Data entries:
- - -

use std::path::Path;

use crate::error::RedactError;
use crate::face_locator::{FaceBounds, FaceLocator};

/// Face locator backed by the `rustface` crate (SeetaFace engine).
///
/// Loads a SeetaFace frontal-face model from disk on construction; the
/// model file is supplied by the caller and is not bundled with the crate.
pub struct RustfaceLocator {
    model: rustface::Model,
}

impl RustfaceLocator {
    /// Load a SeetaFace model file (e.g. `seeta_fd_frontal_v1.0.bin`).
    pub fn from_model_path(path: impl AsRef<Path>) -> Result<Self, RedactError> {
        let path = path.as_ref();
        let bytes = std::fs::read(path)
            .map_err(|e| RedactError::ModelLoad(format!("{}: {e}", path.display())))?;
        let model = rustface::read_model(std::io::Cursor::new(bytes))
            .map_err(|e| RedactError::ModelLoad(format!("{}: {e}", path.display())))?;
        Ok(Self { model })
    }
}

impl FaceLocator for RustfaceLocator {
    fn detect(&self, gray: &[u8], width: u32, height: u32) -> Vec<FaceBounds> {
        let mut detector = rustface::create_detector_with_model(self.model.clone());
        detector.set_min_face_size(20);
        detector.set_score_thresh(2.0);
        detector.set_pyramid_scale_factor(0.8);
        detector.set_slide_window_step(4, 4);

        let faces = detector.detect(&rustface::ImageData::new(gray, width, height));

        faces
            .iter()
            .map(|face| {
                let bbox = face.bbox();
                FaceBounds {
                    x: bbox.x() as f64,
                    y: bbox.y() as f64,
                    width: bbox.width() as f64,
                    height: bbox.height() as f64,
                    confidence: face.score(),
                }
            })
            .collect()
    }
}
/// Bounding box of a detected face within an image.
#[derive(Debug, Clone)]
pub struct FaceBounds {
    /// X coordinate of the top-left corner (pixels).
    pub x: f64,
    /// Y coordinate of the top-left corner (pixels).
    pub y: f64,
    /// Width of the bounding box (pixels).
    pub width: f64,
    /// Height of the bounding box (pixels).
    pub height: f64,
    /// Detection confidence score.
    pub confidence: f64,
}

/// Pluggable face detection backend.
///
/// Implement this trait to provide a custom face locator (ONNX, dlib, etc.)
/// and pass it to [`crate::FaceRedactor::face_locator`]. The locator is
/// treated as a black box: boxes come back in no particular order, and no
/// retry or extra confidence filtering happens on this side of the seam.
pub trait FaceLocator: Send + Sync {
    /// Detect faces in a row-major grayscale buffer of `width` × `height` bytes.
    fn detect(&self, gray: &[u8], width: u32, height: u32) -> Vec<FaceBounds>;
}
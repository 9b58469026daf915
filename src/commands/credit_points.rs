use std::{
    future::Future,
    pin::Pin,
    task::{Context, Poll},
};

use crate::{
    domain::{
        ledger::Earning,
        points::{ensure_positive, PaymentLink},
        to_metadata, Metadata, PointsTransaction,
    },
    ports::{
        database::{ChangeSet, DatabasePort},
        directory::DirectoryPort,
        membership::MembershipPort,
    },
};
use rust_decimal::Decimal;
use serde::Serialize;
use serde_json::json;
use tower::Service;
use tracing::info;
use uuid::Uuid;

use super::{DomainLogic, Error};

/// Credit earned points, e.g. a direct bonus granted by another service
#[derive(Debug, Clone, PartialEq)]
pub struct CreditPointsRequest {
    pub user_id: Uuid,
    pub amount: Decimal,
    pub kind: Earning,
    pub metadata: Metadata,
    pub payment: Option<PaymentLink>,
}

/// Spend points, e.g. to pay for an order
#[derive(Debug, Clone, PartialEq)]
pub struct DebitPointsRequest {
    pub user_id: Uuid,
    pub amount: Decimal,
    pub metadata: Metadata,
    pub payment: Option<PaymentLink>,
}

#[derive(Debug, Clone, PartialEq)]
pub struct CreditLotPointsRequest {
    pub user_id: Uuid,
    pub points: Decimal,
    pub reference: Option<String>,
}

#[derive(Debug, Clone, PartialEq, Serialize)]
pub struct CreditLotPointsResponse {
    pub user_id: Uuid,
    pub available_lot_points: Decimal,
    pub total_earned_lot_points: Decimal,
    pub transaction: PointsTransaction,
}

impl<D, U, M> Service<CreditPointsRequest> for DomainLogic<D, U, M>
where
    D: DatabasePort + 'static,
    U: DirectoryPort + 'static,
    M: MembershipPort + 'static,
{
    type Response = PointsTransaction;
    type Error = Error;
    type Future = Pin<Box<dyn Future<Output = Result<Self::Response, Self::Error>> + Send>>;

    fn poll_ready(&mut self, _cx: &mut Context<'_>) -> Poll<Result<(), Self::Error>> {
        Poll::Ready(Ok(()))
    }

    fn call(&mut self, req: CreditPointsRequest) -> Self::Future {
        let this = self.clone();
        Box::pin(async move {
            ensure_positive(req.amount)?;
            let this = &this;
            let req = &req;

            let transaction = this
                .with_ledger_retry(req.user_id, || async move {
                    let now = this.clock.now();
                    let ledger = this.ledger_or_empty(req.user_id).await?;
                    let credit = ledger.credit(
                        req.kind,
                        req.amount,
                        req.metadata.clone(),
                        req.payment.iter().cloned().collect(),
                        now,
                    )?;
                    this.database
                        .commit(ChangeSet {
                            ledger: Some(credit.update),
                            volume: None,
                            now,
                        })
                        .await?;
                    Ok::<_, Error>(credit.transaction)
                })
                .await?;

            info!(
                user_id = %req.user_id,
                amount = %req.amount,
                kind = ?req.kind,
                transaction_id = %transaction.id,
                "points credited"
            );
            Ok(transaction)
        })
    }
}

impl<D, U, M> Service<DebitPointsRequest> for DomainLogic<D, U, M>
where
    D: DatabasePort + 'static,
    U: DirectoryPort + 'static,
    M: MembershipPort + 'static,
{
    type Response = PointsTransaction;
    type Error = Error;
    type Future = Pin<Box<dyn Future<Output = Result<Self::Response, Self::Error>> + Send>>;

    fn poll_ready(&mut self, _cx: &mut Context<'_>) -> Poll<Result<(), Self::Error>> {
        Poll::Ready(Ok(()))
    }

    fn call(&mut self, req: DebitPointsRequest) -> Self::Future {
        let this = self.clone();
        Box::pin(async move {
            ensure_positive(req.amount)?;
            let this = &this;
            let req = &req;

            let transaction = this
                .with_ledger_retry(req.user_id, || async move {
                    let now = this.clock.now();
                    let ledger = this.ledger_or_empty(req.user_id).await?;
                    let debit = ledger.debit(
                        req.amount,
                        req.metadata.clone(),
                        req.payment.clone(),
                        now,
                    )?;
                    this.database
                        .commit(ChangeSet {
                            ledger: Some(debit.update),
                            volume: None,
                            now,
                        })
                        .await?;
                    Ok::<_, Error>(debit.transaction)
                })
                .await?;

            info!(
                user_id = %req.user_id,
                amount = %req.amount,
                transaction_id = %transaction.id,
                "points debited"
            );
            Ok(transaction)
        })
    }
}

impl<D, U, M> Service<CreditLotPointsRequest> for DomainLogic<D, U, M>
where
    D: DatabasePort + 'static,
    U: DirectoryPort + 'static,
    M: MembershipPort + 'static,
{
    type Response = CreditLotPointsResponse;
    type Error = Error;
    type Future = Pin<Box<dyn Future<Output = Result<Self::Response, Self::Error>> + Send>>;

    fn poll_ready(&mut self, _cx: &mut Context<'_>) -> Poll<Result<(), Self::Error>> {
        Poll::Ready(Ok(()))
    }

    fn call(&mut self, req: CreditLotPointsRequest) -> Self::Future {
        let this = self.clone();
        Box::pin(async move {
            ensure_positive(req.points)?;
            let this = &this;
            let req = &req;

            let response = this
                .with_ledger_retry(req.user_id, || async move {
                    let now = this.clock.now();
                    let ledger = this.ledger_or_empty(req.user_id).await?;
                    let metadata = req
                        .reference
                        .as_ref()
                        .map(|reference| to_metadata(json!({ "reference": reference })))
                        .unwrap_or_default();
                    let credit = ledger.credit(
                        Earning::LotDirectBonus,
                        req.points,
                        metadata,
                        Vec::new(),
                        now,
                    )?;
                    let points = credit.update.points.clone();
                    this.database
                        .commit(ChangeSet {
                            ledger: Some(credit.update),
                            volume: None,
                            now,
                        })
                        .await?;
                    Ok::<_, Error>(CreditLotPointsResponse {
                        user_id: req.user_id,
                        available_lot_points: points.available_lot_points(),
                        total_earned_lot_points: points.total_earned_lot_points(),
                        transaction: credit.transaction,
                    })
                })
                .await?;

            info!(user_id = %req.user_id, points = %req.points, "lot points credited");
            Ok(response)
        })
    }
}
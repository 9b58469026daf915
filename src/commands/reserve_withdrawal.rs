use std::{
    future::Future,
    pin::Pin,
    task::{Context, Poll},
};

use crate::{
    domain::{ledger::ReservedTransaction, points::ensure_positive},
    ports::{
        database::{ChangeSet, DatabasePort},
        directory::DirectoryPort,
        membership::MembershipPort,
    },
};
use rust_decimal::Decimal;
use serde::Serialize;
use tower::Service;
use tracing::info;
use uuid::Uuid;

use super::{DomainLogic, Error};

/// Hold points for a withdrawal request awaiting review
#[derive(Debug, Clone, Copy, PartialEq)]
pub struct ReserveWithdrawalRequest {
    pub user_id: Uuid,
    pub amount: Decimal,
}

#[derive(Debug, Clone, PartialEq, Serialize)]
pub struct ReserveWithdrawalResponse {
    /// Transactions the amount was drawn from, oldest first
    pub allocations: Vec<ReservedTransaction>,
    pub withdrawal_transaction_id: Uuid,
}

impl<D, U, M> Service<ReserveWithdrawalRequest> for DomainLogic<D, U, M>
where
    D: DatabasePort + 'static,
    U: DirectoryPort + 'static,
    M: MembershipPort + 'static,
{
    type Response = ReserveWithdrawalResponse;
    type Error = Error;
    type Future = Pin<Box<dyn Future<Output = Result<Self::Response, Self::Error>> + Send>>;

    fn poll_ready(&mut self, _cx: &mut Context<'_>) -> Poll<Result<(), Self::Error>> {
        Poll::Ready(Ok(()))
    }

    fn call(&mut self, req: ReserveWithdrawalRequest) -> Self::Future {
        let this = self.clone();
        Box::pin(async move { this.reserve_for_withdrawal(req).await })
    }
}

impl<D, U, M> DomainLogic<D, U, M>
where
    D: DatabasePort,
    U: DirectoryPort,
{
    #[tracing::instrument(
        name = "points.reserve_withdrawal",
        skip_all,
        fields(user_id = %req.user_id, amount = %req.amount)
    )]
    async fn reserve_for_withdrawal(
        &self,
        req: ReserveWithdrawalRequest,
    ) -> Result<ReserveWithdrawalResponse, Error> {
        ensure_positive(req.amount)?;

        let reservation = self
            .with_ledger_retry(req.user_id, || async move {
                let now = self.clock.now();
                let ledger = self.existing_ledger(req.user_id).await?;
                let reservation = ledger.reserve(req.amount, now)?;
                self.database
                    .commit(ChangeSet {
                        ledger: Some(reservation.update.clone()),
                        volume: None,
                        now,
                    })
                    .await?;
                Ok::<_, Error>(reservation)
            })
            .await?;

        info!(
            withdrawal_transaction_id = %reservation.withdrawal_transaction_id,
            transactions = reservation.reserved.len(),
            "points reserved for withdrawal"
        );
        Ok(ReserveWithdrawalResponse {
            allocations: reservation.reserved,
            withdrawal_transaction_id: reservation.withdrawal_transaction_id,
        })
    }
}
use chrono::{DateTime, NaiveDate, Utc};
use rust_decimal::Decimal;
use uuid::Uuid;

use crate::domain::{
    ledger::{LedgerUpdate, UserLedger},
    InvalidAmount, Metadata, PointsPool, PointsTransaction, PointsTransactionPayment, Side,
    TransactionStatus, TransactionType, UserPoints, UserProfile, VolumeStatus, Week, WeeklyVolume,
    WeeklyVolumeHistory,
};

#[mockall::automock]
#[async_trait::async_trait]
pub trait DatabasePort: Send + Sync {
    async fn get_user_points(&self, user_id: Uuid) -> Result<Option<UserPoints>, Error>;

    /// Balance and every transaction of a user, or `None` if the user has no points row yet
    async fn load_ledger(&self, user_id: Uuid) -> Result<Option<UserLedger>, Error>;

    async fn get_transaction(&self, id: Uuid) -> Result<Option<PointsTransaction>, Error>;

    /// Matching transactions, newest first
    async fn list_transactions(
        &self,
        filter: TransactionFilter,
    ) -> Result<Vec<PointsTransaction>, Error>;

    async fn list_transaction_payments(
        &self,
        transaction_id: Uuid,
    ) -> Result<Vec<PointsTransactionPayment>, Error>;

    /// Add volume to the user's row for the week and append the matching history entry
    ///
    /// Both writes happen atomically. The row is created from `accrual.profile` if it does not
    /// exist yet.
    async fn record_volume(&self, accrual: VolumeAccrual) -> Result<RecordedVolume, Error>;

    async fn find_weekly_volume(
        &self,
        user_id: Uuid,
        week: Week,
    ) -> Result<Option<WeeklyVolume>, Error>;

    async fn get_weekly_volume(&self, id: Uuid) -> Result<Option<WeeklyVolume>, Error>;

    /// Matching rows, newest first
    async fn list_weekly_volumes(&self, filter: VolumeFilter) -> Result<Vec<WeeklyVolume>, Error>;

    /// History of a row, newest first
    async fn list_volume_history(
        &self,
        weekly_volume_id: Uuid,
    ) -> Result<Vec<WeeklyVolumeHistory>, Error>;

    /// Write every change of a single operation, or none of them
    async fn commit(&self, changes: ChangeSet) -> Result<(), Error>;
}

#[derive(Debug, Clone, Default, PartialEq)]
pub struct TransactionFilter {
    pub user_id: Option<Uuid>,
    pub transaction_type: Option<TransactionType>,
    pub status: Option<TransactionStatus>,
    pub pool: Option<PointsPool>,
    pub created_from: Option<DateTime<Utc>>,
    pub created_until: Option<DateTime<Utc>>,
}

#[derive(Debug, Clone, Default, PartialEq)]
pub struct VolumeFilter {
    pub user_id: Option<Uuid>,
    pub status: Option<VolumeStatus>,
    pub week: Option<Week>,
    /// Lower bound on the first day of the week
    pub starts_on_or_after: Option<NaiveDate>,
    /// Upper bound on the last day of the week
    pub ends_on_or_before: Option<NaiveDate>,
}

#[derive(Debug, Clone, PartialEq)]
pub struct VolumeAccrual {
    pub user_id: Uuid,
    pub week: Week,
    pub side: Side,
    pub amount: Decimal,
    pub payment_id: Option<String>,
    /// Needed only when the row for the week does not exist yet
    pub profile: Option<UserProfile>,
    pub now: DateTime<Utc>,
}

#[derive(Debug, Clone, Copy, PartialEq, Eq, serde::Serialize)]
#[serde(rename_all = "lowercase")]
pub enum AccrualAction {
    Created,
    Updated,
}

#[derive(Debug, Clone, PartialEq)]
pub struct RecordedVolume {
    pub volume: WeeklyVolume,
    pub history: WeeklyVolumeHistory,
    pub action: AccrualAction,
}

/// Volume moved into the row of a later week
#[derive(Debug, Clone, PartialEq)]
pub struct CarryOver {
    pub week: Week,
    pub left: Decimal,
    pub right: Decimal,
    /// Used when the row for `week` does not exist yet
    pub profile: UserProfile,
    pub metadata: Metadata,
    pub now: DateTime<Utc>,
}

/// A settled or cancelled row along with what it hands over to the next week
#[derive(Debug, Clone, PartialEq)]
pub struct VolumeClose {
    /// The row in its final state; the stored copy must still be pending
    pub row: WeeklyVolume,
    pub carry_over: CarryOver,
}

#[derive(Debug, Clone, PartialEq)]
pub struct ChangeSet {
    pub ledger: Option<LedgerUpdate>,
    pub volume: Option<VolumeClose>,
    /// Stamped on every written row
    pub now: DateTime<Utc>,
}

#[derive(Debug, thiserror::Error)]
pub enum Error {
    /// The ledger changed since it was loaded
    ///
    /// The operation can be retried on a fresh snapshot.
    #[error("ledger of user {0} was modified concurrently")]
    Conflict(Uuid),

    #[error("weekly volume {0} is no longer pending")]
    VolumeNotPending(Uuid),

    #[error("weekly volume {0} does not exist")]
    VolumeDoesNotExist(Uuid),

    /// A row had to be created but no profile was provided
    #[error("no profile to create a weekly volume for user {0}")]
    MissingProfile(Uuid),

    #[error(transparent)]
    InvalidAmount(#[from] InvalidAmount),

    /// Concrete adapter errors
    ///
    /// This could represent any errors from a concrete adapter that is not part of the domain
    /// model, such as connectivity, configuration, or permission errors.
    #[error("adapter error: {0:?}")]
    Adapter(Box<dyn std::error::Error + Send + Sync>),
}

impl Error {
    pub fn is_conflict(&self) -> bool {
        matches!(self, Error::Conflict(_))
    }
}
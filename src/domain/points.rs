use chrono::{DateTime, Utc};
use rust_decimal::Decimal;
use serde::{Deserialize, Serialize};
use uuid::Uuid;

use super::{InvalidAmount, Metadata, UserProfile};

/// Which balance a transaction moves
#[derive(Clone, Copy, Debug, PartialEq, Eq, Serialize, Deserialize)]
#[serde(rename_all = "SCREAMING_SNAKE_CASE")]
pub enum PointsPool {
    Points,
    Lot,
}

#[derive(Clone, Copy, Debug, PartialEq, Eq, Hash, Serialize, Deserialize)]
#[serde(rename_all = "SCREAMING_SNAKE_CASE")]
pub enum TransactionType {
    BinaryCommission,
    DirectBonus,
    Withdrawal,
    PaymentDeduction,
    LotBinaryCommission,
    LotDirectBonus,
    LotWithdrawal,
}

impl TransactionType {
    pub fn pool(self) -> PointsPool {
        match self {
            TransactionType::BinaryCommission
            | TransactionType::DirectBonus
            | TransactionType::Withdrawal
            | TransactionType::PaymentDeduction => PointsPool::Points,
            TransactionType::LotBinaryCommission
            | TransactionType::LotDirectBonus
            | TransactionType::LotWithdrawal => PointsPool::Lot,
        }
    }

    /// Earnings that a withdrawal can draw from
    pub fn is_withdrawable_earning(self) -> bool {
        match self {
            TransactionType::BinaryCommission | TransactionType::DirectBonus => true,
            TransactionType::Withdrawal
            | TransactionType::PaymentDeduction
            | TransactionType::LotBinaryCommission
            | TransactionType::LotDirectBonus
            | TransactionType::LotWithdrawal => false,
        }
    }
}

#[derive(Clone, Copy, Debug, PartialEq, Eq, Serialize, Deserialize)]
#[serde(rename_all = "SCREAMING_SNAKE_CASE")]
pub enum TransactionStatus {
    Pending,
    Completed,
    Cancelled,
    Failed,
}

- - -

▸ **Exercise brief**
Reproduce the lines of the entries above from the one with "first day of the week" to the one with "a fresh snapshot.", both included, exactly and without any other line.

▸ **Task result**
    /// Lower bound on the first day of the week
    pub starts_on_or_after: Option<NaiveDate>,
    /// Upper bound on the last day of the week
    pub ends_on_or_before: Option<NaiveDate>,
}

#[derive(Debug, Clone, PartialEq)]
pub struct VolumeAccrual {
    pub user_id: Uuid,
    pub week: Week,
    pub side: Side,
    pub amount: Decimal,
    pub payment_id: Option<String>,
    /// Needed only when the row for the week does not exist yet
    pub profile: Option<UserProfile>,
    pub now: DateTime<Utc>,
}

#[derive(Debug, Clone, Copy, PartialEq, Eq, serde::Serialize)]
#[serde(rename_all = "lowercase")]
pub enum AccrualAction {
    Created,
    Updated,
}

#[derive(Debug, Clone, PartialEq)]
pub struct RecordedVolume {
    pub volume: WeeklyVolume,
    pub history: WeeklyVolumeHistory,
    pub action: AccrualAction,
}

/// Volume moved into the row of a later week
#[derive(Debug, Clone, PartialEq)]
pub struct CarryOver {
    pub week: Week,
    pub left: Decimal,
    pub right: Decimal,
    /// Used when the row for `week` does not exist yet
    pub profile: UserProfile,
    pub metadata: Metadata,
    pub now: DateTime<Utc>,
}

/// A settled or cancelled row along with what it hands over to the next week
#[derive(Debug, Clone, PartialEq)]
pub struct VolumeClose {
    /// The row in its final state; the stored copy must still be pending
    pub row: WeeklyVolume,
    pub carry_over: CarryOver,
}

#[derive(Debug, Clone, PartialEq)]
pub struct ChangeSet {
    pub ledger: Option<LedgerUpdate>,
    pub volume: Option<VolumeClose>,
    /// Stamped on every written row
    pub now: DateTime<Utc>,
}

#[derive(Debug, thiserror::Error)]
pub enum Error {
    /// The ledger changed since it was loaded
    ///
    /// The operation can be retried on a fresh snapshot.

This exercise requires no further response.